A questão é que podemos fazer um leilão de 500 MW ou um giga para testar, e para começar a dar o sinal certo que aquilo vai ser exequível, mas ficar apenas por 500 megawatts a um giga… não estou minimamente de acordo com isso, porque o PNEC é um resultado daquilo que foram as manifestações de interesse do lado do consumo a precisar desta potência renovável, porque Portugal tem esta vantagem de ser muito competitivo em termos de preços de produção de eletricidade e, consequentemente, de hidrogénio verde e de outros combustíveis de renováveis de origem não biológica. Se efetivamente o consumo precisar dessa necessidade, não há motivo para limitar isso a 500 megawatts ou um giga.
Na energia eólica offshore há a questão das redes, que vão custar bastante dinheiro. Não é preciso ser bruxo para adivinhar que a ERSE irá levantar bastantes objeções…
Acho que a ERSE tem que levantar as perguntas que efetivamente fazem parte do seu âmbito de aplicação. Se efetivamente, instalar a eólica offshore é porque o consumo assim indicou que é necessário. E se vender muito mais energia eu também diluo os custos de rede, que são custos fixos, por muito mais quilowatts/hora. Portanto, a expectativa é que, apesar do investimento ser avultado, a componente unitária das redes no consumo seja baixa. Porquê? Porque vou dividir os custos de rede por muito mais eletricidade vendida. A expectativa é que consigamos criar aqui uma lógica contabilística e financeira que não oneraremos o consumidor da eletricidade enquanto efetivamente as centrais não estiverem a produzir a sua quantidade que precisam para que a diluição dos custos dos novos custos de rede não se faça sentir nem repercutir na componente de redes da tarifa.

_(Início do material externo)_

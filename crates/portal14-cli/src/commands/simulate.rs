//! Deterministic replay on a virtual clock.
//!
//! Time advances in fixed steps instead of following the wall clock, decoys
//! come from a seeded generator and the flag lives in memory, so the same
//! arguments always print the same event stream.

use chrono::Duration;
use clap::Args;
use portal14_core::{Config, Event, MemoryStore, Phase, PhaseController, SeededSource};

use super::{environment, parse_now};

#[derive(Args)]
pub struct SimulateArgs {
    /// Shorten every animation, as with a reduced-motion preference
    #[arg(long)]
    pub reduced_motion: bool,
    /// Behave like a touch device
    #[arg(long)]
    pub touch: bool,
    /// Seed for the decoy generator
    #[arg(long, default_value_t = 14)]
    pub seed: u64,
    /// Virtual clock step in milliseconds
    #[arg(long, default_value_t = 10)]
    pub step_ms: u64,
    /// Stop after this many virtual milliseconds
    #[arg(long, default_value_t = 20_000)]
    pub until_ms: u64,
    /// Accept the invitation at this offset, once the question is showing
    #[arg(long)]
    pub accept_at_ms: Option<u64>,
    /// Open the letter as soon as it unlocks
    #[arg(long)]
    pub open_letter: bool,
    /// Start as if the invitation had already been accepted
    #[arg(long)]
    pub accepted: bool,
    /// Start the virtual clock at this instant (RFC 3339)
    #[arg(long)]
    pub now: Option<String>,
    /// Include refresh ticks (countdown, decoys, scan, typing) in the output
    #[arg(long)]
    pub ticks: bool,
}

pub fn run(args: SimulateArgs) -> Result<(), Box<dyn std::error::Error>> {
    if args.step_ms == 0 {
        return Err("--step-ms must be at least 1".into());
    }
    let config = Config::load_or_default();
    let env = environment(&config.accessibility, args.reduced_motion, args.touch);
    let store = if args.accepted {
        MemoryStore::with(&config.experience.accepted_key, "true")
    } else {
        MemoryStore::new()
    };
    let mut ctl = PhaseController::from_config(&config, env, store, SeededSource::new(args.seed))?;

    let t0 = parse_now(args.now.as_deref())?;
    let step = Duration::milliseconds(i64::try_from(args.step_ms)?);
    let until = t0 + Duration::milliseconds(i64::try_from(args.until_ms)?);
    let accept_at = args
        .accept_at_ms
        .map(|ms| i64::try_from(ms).map(|ms| t0 + Duration::milliseconds(ms)))
        .transpose()?;

    let mut out = Emitter { ticks: args.ticks };
    out.emit(&ctl.start(t0))?;

    let mut accepted = false;
    let mut opened = false;
    let mut t = t0;
    while t < until {
        t = (t + step).min(until);
        out.emit(&ctl.advance(t))?;

        if !accepted && ctl.phase() == Phase::Question && accept_at.is_some_and(|at| t >= at) {
            accepted = true;
            out.emit(&ctl.accept(t))?;
        }
        if args.open_letter && !opened && ctl.is_letter_unlocked() {
            opened = true;
            out.emit(&ctl.toggle_letter(t))?;
        }
    }

    tracing::debug!(pending = ctl.pending_timers(), phase = %ctl.phase(), "simulation finished");
    ctl.teardown();
    Ok(())
}

struct Emitter {
    ticks: bool,
}

impl Emitter {
    fn emit(&mut self, events: &[Event]) -> Result<(), serde_json::Error> {
        for event in events.iter().filter(|e| self.ticks || !e.is_tick()) {
            println!("{}", serde_json::to_string(event)?);
        }
        Ok(())
    }
}
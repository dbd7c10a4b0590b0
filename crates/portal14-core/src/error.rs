//! Core error types for portal14-core.
//!
//! Almost nothing in the experience can fail. The flag store and the
//! configuration file are the only fallible seams, and the controller
//! swallows store failures itself.

use std::path::PathBuf;
use thiserror::Error;

/// Errors raised by a [`FlagStore`](crate::storage::FlagStore).
#[derive(Error, Debug)]
pub enum StorageError {
    /// Failed to open the backing database
    #[error("Failed to open store at {path}: {source}")]
    OpenFailed {
        path: PathBuf,
        #[source]
        source: rusqlite::Error,
    },

    /// Query execution failed
    #[error("Query failed: {0}")]
    QueryFailed(String),

    /// Database is locked
    #[error("Store is locked")]
    Locked,

    /// Store disabled or not reachable at all
    #[error("Store unavailable: {0}")]
    Unavailable(String),
}

/// Configuration-specific errors.
#[derive(Error, Debug)]
pub enum ConfigError {
    /// Failed to load configuration
    #[error("Failed to load configuration from {path}: {message}")]
    LoadFailed { path: PathBuf, message: String },

    /// Failed to save configuration
    #[error("Failed to save configuration to {path}: {message}")]
    SaveFailed { path: PathBuf, message: String },

    /// Invalid configuration value
    #[error("Invalid configuration value for '{key}': {message}")]
    InvalidValue { key: String, message: String },

    /// Key does not name a configuration field
    #[error("unknown config key: {0}")]
    UnknownKey(String),

    /// Failed to parse configuration
    #[error("Failed to parse configuration: {0}")]
    ParseFailed(String),
}

/// Validation errors.
#[derive(Error, Debug)]
pub enum ValidationError {
    /// Naive local date-time that does not exist in the local timezone
    #[error("Invalid instant for '{field}': {value}")]
    InvalidInstant { field: String, value: String },

    /// Zone or control with a negative or non-finite size
    #[error("Invalid dimension for '{field}': {value}")]
    InvalidDimension { field: String, value: f64 },
}

impl From<rusqlite::Error> for StorageError {
    fn from(err: rusqlite::Error) -> Self {
        match &err {
            rusqlite::Error::SqliteFailure(inner, _msg) => {
                if inner.code == rusqlite::ErrorCode::DatabaseLocked {
                    StorageError::Locked
                } else {
                    StorageError::QueryFailed(err.to_string())
                }
            }
            _ => StorageError::QueryFailed(err.to_string()),
        }
    }
}

impl From<toml::de::Error> for ConfigError {
    fn from(err: toml::de::Error) -> Self {
        ConfigError::ParseFailed(err.to_string())
    }
}
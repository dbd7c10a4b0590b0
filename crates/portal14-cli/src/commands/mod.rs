pub mod config;
pub mod flag;
pub mod render;
pub mod run;
pub mod simulate;
pub mod status;

use chrono::{DateTime, Utc};
use portal14_core::storage::{AccessibilityConfig, Database, FlagStore, UnavailableStore};
use portal14_core::Environment;

/// Parse an RFC 3339 instant, defaulting to the system clock.
pub fn parse_now(now: Option<&str>) -> Result<DateTime<Utc>, Box<dyn std::error::Error>> {
    match now {
        Some(s) => Ok(DateTime::parse_from_rfc3339(s)
            .map_err(|e| format!("invalid --now '{s}': {e}"))?
            .with_timezone(&Utc)),
        None => Ok(Utc::now()),
    }
}

/// Whether an environment variable is set to something truthy.
fn env_flag(name: &str) -> bool {
    std::env::var(name)
        .map(|v| matches!(v.trim().to_ascii_lowercase().as_str(), "1" | "true" | "yes" | "on"))
        .unwrap_or(false)
}

/// Resolve device signals: command-line flags win, then the config file,
/// then PORTAL14_REDUCED_MOTION / PORTAL14_COARSE_POINTER.
pub fn environment(cfg: &AccessibilityConfig, reduced_motion: bool, touch: bool) -> Environment {
    Environment {
        reduced_motion: reduced_motion
            || cfg
                .reduced_motion
                .unwrap_or_else(|| env_flag("PORTAL14_REDUCED_MOTION")),
        coarse_pointer: touch
            || cfg
                .coarse_pointer
                .unwrap_or_else(|| env_flag("PORTAL14_COARSE_POINTER")),
    }
}

/// The persistent flag store, or a store that refuses everything when the
/// database cannot be opened. Storage is never fatal for the experience.
pub fn open_store() -> Box<dyn FlagStore> {
    match Database::open() {
        Ok(db) => Box::new(db),
        Err(e) => {
            tracing::warn!(error = %e, "flag store unavailable, acceptance will not persist");
            Box::new(UnavailableStore)
        }
    }
}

Só quando tiverem a operação é que deveriam fazer repercutir estes custos?
Sim, é uma coisa que se faz, que é um procedimento financeiro e contabilístico, que é apenas reconhecer esse custo das amortizações quando os sistemas de eletroprodução entram em produção.
Isso não está a ser feito agora?
Uma coisa é fazer um reforço de 50 milhões na rede, isso é perfeitamente absorvível. Agora, podemos precisar de um ou dois gigas, estamos a falar de um investimento de 1.000 milhões, por aí, em termos de redes e isso tem que ser feito, sendo que esse custo tem que ser diluído no consumo.
E além deste financiamento, poderia haver outras alternativas para financiar as redes?
Sim, há sempre a alternativa de deixarmos que sejam os próprios produtores a financiar esse custo de rede. Eu tenho sempre a dificuldade de estar a colocar custos de rede, que são um mercado regulado dentro de uma componente de custo que está dentro de um mercado liberalizado, em que as taxas de risco são muito mais elevadas, em que há mais incerteza e, portanto, vai ficar sempre mais caro serem os promotores a fazer as redes, por uma questão de lógica de mercado regulado no mercado liberalizado, do que ser o próprio operador da rede transporte. Mas se houver um acordo entre o mercado do lado dos produtores e do lado do operador e a tutela assim, considerar que essa é a solução lógica, também não é isso que eu vejo como impeditivo. Só acha que se houver uma arquitetura centralizada, isso tende a minimizar todos os custos de interligação dos centros eletroprodutores a terra.